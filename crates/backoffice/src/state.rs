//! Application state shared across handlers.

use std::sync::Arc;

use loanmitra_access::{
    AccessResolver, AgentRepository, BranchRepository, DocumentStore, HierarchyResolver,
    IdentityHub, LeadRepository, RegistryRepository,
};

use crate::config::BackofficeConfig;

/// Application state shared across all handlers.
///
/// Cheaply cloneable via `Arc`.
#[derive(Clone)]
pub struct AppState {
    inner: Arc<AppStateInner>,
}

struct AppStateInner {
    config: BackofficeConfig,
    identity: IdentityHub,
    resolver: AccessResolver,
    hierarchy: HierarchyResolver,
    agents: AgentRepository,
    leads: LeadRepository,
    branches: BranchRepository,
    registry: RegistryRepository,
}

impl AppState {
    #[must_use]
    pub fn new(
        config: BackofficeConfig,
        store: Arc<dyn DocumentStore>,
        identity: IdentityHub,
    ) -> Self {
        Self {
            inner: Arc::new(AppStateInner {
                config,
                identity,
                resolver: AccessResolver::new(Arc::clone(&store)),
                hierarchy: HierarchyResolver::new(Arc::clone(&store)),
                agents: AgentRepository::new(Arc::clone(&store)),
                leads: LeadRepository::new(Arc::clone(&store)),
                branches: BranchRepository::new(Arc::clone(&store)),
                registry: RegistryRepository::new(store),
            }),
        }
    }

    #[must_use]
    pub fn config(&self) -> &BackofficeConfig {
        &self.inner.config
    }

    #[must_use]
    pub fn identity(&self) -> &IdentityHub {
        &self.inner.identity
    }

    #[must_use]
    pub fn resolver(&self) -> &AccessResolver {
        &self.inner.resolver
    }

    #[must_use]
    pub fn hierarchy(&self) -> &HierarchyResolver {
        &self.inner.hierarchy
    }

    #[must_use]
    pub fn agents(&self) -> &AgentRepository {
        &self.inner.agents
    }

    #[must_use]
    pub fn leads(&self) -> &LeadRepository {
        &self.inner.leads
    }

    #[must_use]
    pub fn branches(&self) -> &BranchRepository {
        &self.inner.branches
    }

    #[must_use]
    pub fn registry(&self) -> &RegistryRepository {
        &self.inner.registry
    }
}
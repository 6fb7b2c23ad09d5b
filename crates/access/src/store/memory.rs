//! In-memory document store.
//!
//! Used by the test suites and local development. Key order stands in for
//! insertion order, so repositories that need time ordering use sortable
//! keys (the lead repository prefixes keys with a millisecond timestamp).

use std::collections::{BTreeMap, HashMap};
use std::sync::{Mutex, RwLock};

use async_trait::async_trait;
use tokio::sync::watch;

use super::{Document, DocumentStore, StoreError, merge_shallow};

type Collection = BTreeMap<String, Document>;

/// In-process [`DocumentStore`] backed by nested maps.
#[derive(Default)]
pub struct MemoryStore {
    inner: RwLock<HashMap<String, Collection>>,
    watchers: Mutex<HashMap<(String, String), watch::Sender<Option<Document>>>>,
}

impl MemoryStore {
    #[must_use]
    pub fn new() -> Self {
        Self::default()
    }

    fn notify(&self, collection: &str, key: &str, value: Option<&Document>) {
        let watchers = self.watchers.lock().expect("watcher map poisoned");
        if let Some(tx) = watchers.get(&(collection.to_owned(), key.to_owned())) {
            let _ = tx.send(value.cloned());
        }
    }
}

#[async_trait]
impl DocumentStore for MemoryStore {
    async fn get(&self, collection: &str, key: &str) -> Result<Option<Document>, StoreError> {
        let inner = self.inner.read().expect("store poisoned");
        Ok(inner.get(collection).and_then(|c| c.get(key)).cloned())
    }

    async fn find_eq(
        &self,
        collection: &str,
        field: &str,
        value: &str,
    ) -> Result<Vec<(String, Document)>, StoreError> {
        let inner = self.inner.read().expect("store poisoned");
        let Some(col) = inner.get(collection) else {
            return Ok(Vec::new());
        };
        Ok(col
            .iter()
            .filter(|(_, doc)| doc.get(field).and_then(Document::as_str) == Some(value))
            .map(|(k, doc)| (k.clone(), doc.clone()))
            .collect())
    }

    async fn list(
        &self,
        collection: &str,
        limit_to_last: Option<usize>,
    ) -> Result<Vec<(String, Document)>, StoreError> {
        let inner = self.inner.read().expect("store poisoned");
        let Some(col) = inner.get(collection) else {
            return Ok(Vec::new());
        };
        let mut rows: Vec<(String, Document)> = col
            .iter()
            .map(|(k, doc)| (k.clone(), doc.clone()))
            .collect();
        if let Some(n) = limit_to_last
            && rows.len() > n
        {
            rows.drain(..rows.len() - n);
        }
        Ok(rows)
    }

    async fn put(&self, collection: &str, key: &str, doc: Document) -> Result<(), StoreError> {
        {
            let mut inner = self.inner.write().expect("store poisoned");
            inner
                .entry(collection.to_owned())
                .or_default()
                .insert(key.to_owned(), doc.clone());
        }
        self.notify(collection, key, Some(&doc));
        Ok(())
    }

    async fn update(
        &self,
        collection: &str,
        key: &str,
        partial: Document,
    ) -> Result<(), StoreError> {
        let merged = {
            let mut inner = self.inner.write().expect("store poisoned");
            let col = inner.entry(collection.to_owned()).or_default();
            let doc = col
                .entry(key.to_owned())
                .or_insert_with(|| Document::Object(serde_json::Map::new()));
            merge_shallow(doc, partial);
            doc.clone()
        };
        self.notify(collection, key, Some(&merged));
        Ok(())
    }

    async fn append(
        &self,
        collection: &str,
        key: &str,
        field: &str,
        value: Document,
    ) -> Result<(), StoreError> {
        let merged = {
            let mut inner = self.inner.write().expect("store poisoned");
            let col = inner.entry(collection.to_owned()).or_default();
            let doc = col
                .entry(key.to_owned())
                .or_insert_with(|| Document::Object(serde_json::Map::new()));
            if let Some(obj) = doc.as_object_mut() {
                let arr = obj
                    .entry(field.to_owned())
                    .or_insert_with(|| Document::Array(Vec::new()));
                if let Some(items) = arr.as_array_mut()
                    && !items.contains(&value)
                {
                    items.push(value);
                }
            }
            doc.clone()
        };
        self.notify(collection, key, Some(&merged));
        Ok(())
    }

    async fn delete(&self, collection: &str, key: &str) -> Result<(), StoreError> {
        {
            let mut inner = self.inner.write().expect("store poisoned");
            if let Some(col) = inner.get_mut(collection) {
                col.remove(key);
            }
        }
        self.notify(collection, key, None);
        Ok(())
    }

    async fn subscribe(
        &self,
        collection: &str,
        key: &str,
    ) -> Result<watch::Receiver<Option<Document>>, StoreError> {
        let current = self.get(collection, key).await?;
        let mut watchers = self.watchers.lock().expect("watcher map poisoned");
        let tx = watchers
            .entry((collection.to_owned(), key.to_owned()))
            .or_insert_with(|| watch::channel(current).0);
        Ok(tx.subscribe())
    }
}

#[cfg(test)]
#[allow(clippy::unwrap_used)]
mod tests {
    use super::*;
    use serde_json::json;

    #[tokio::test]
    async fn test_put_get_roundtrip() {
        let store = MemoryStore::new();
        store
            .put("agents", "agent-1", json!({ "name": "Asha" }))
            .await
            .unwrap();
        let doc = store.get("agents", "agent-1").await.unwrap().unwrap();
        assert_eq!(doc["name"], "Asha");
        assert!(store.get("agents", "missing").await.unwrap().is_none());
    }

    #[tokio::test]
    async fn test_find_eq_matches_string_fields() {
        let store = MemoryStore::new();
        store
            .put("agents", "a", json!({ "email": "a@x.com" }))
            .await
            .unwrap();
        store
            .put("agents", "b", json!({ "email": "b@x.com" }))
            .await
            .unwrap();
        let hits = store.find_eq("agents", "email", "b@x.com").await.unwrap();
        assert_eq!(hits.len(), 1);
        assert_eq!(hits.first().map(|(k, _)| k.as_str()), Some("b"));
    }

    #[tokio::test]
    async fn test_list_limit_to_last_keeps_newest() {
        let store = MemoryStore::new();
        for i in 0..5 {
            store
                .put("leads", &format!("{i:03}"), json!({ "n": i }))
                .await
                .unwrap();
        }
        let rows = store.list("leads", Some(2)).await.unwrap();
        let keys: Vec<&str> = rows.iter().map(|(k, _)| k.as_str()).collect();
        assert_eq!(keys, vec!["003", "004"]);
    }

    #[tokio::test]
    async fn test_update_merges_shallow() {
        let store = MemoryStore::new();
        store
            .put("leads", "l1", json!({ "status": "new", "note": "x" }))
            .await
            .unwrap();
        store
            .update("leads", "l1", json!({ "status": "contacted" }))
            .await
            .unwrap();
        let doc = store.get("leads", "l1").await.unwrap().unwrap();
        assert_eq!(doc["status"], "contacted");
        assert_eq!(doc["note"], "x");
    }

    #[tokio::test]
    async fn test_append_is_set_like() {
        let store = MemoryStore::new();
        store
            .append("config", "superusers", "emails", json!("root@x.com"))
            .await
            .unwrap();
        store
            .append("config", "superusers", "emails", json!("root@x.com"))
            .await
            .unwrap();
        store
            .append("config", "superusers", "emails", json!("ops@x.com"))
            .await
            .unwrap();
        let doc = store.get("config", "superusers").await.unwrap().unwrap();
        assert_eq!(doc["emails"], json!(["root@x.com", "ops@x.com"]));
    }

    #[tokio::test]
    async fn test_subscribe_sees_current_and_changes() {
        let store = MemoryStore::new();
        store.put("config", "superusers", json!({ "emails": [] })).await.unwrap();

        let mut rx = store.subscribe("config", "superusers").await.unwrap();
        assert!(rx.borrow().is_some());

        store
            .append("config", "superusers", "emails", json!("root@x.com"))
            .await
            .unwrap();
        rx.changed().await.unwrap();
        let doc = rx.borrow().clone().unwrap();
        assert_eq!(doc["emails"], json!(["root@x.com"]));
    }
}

----

## [Task directions]
Whenever the string "BranchRepository" turns up in a line above, copy that line out.

## [The answer]
    AccessResolver, AgentRepository, BranchRepository, DocumentStore, HierarchyResolver,
    branches: BranchRepository,
                branches: BranchRepository::new(Arc::clone(&store)),
    pub fn branches(&self) -> &BranchRepository {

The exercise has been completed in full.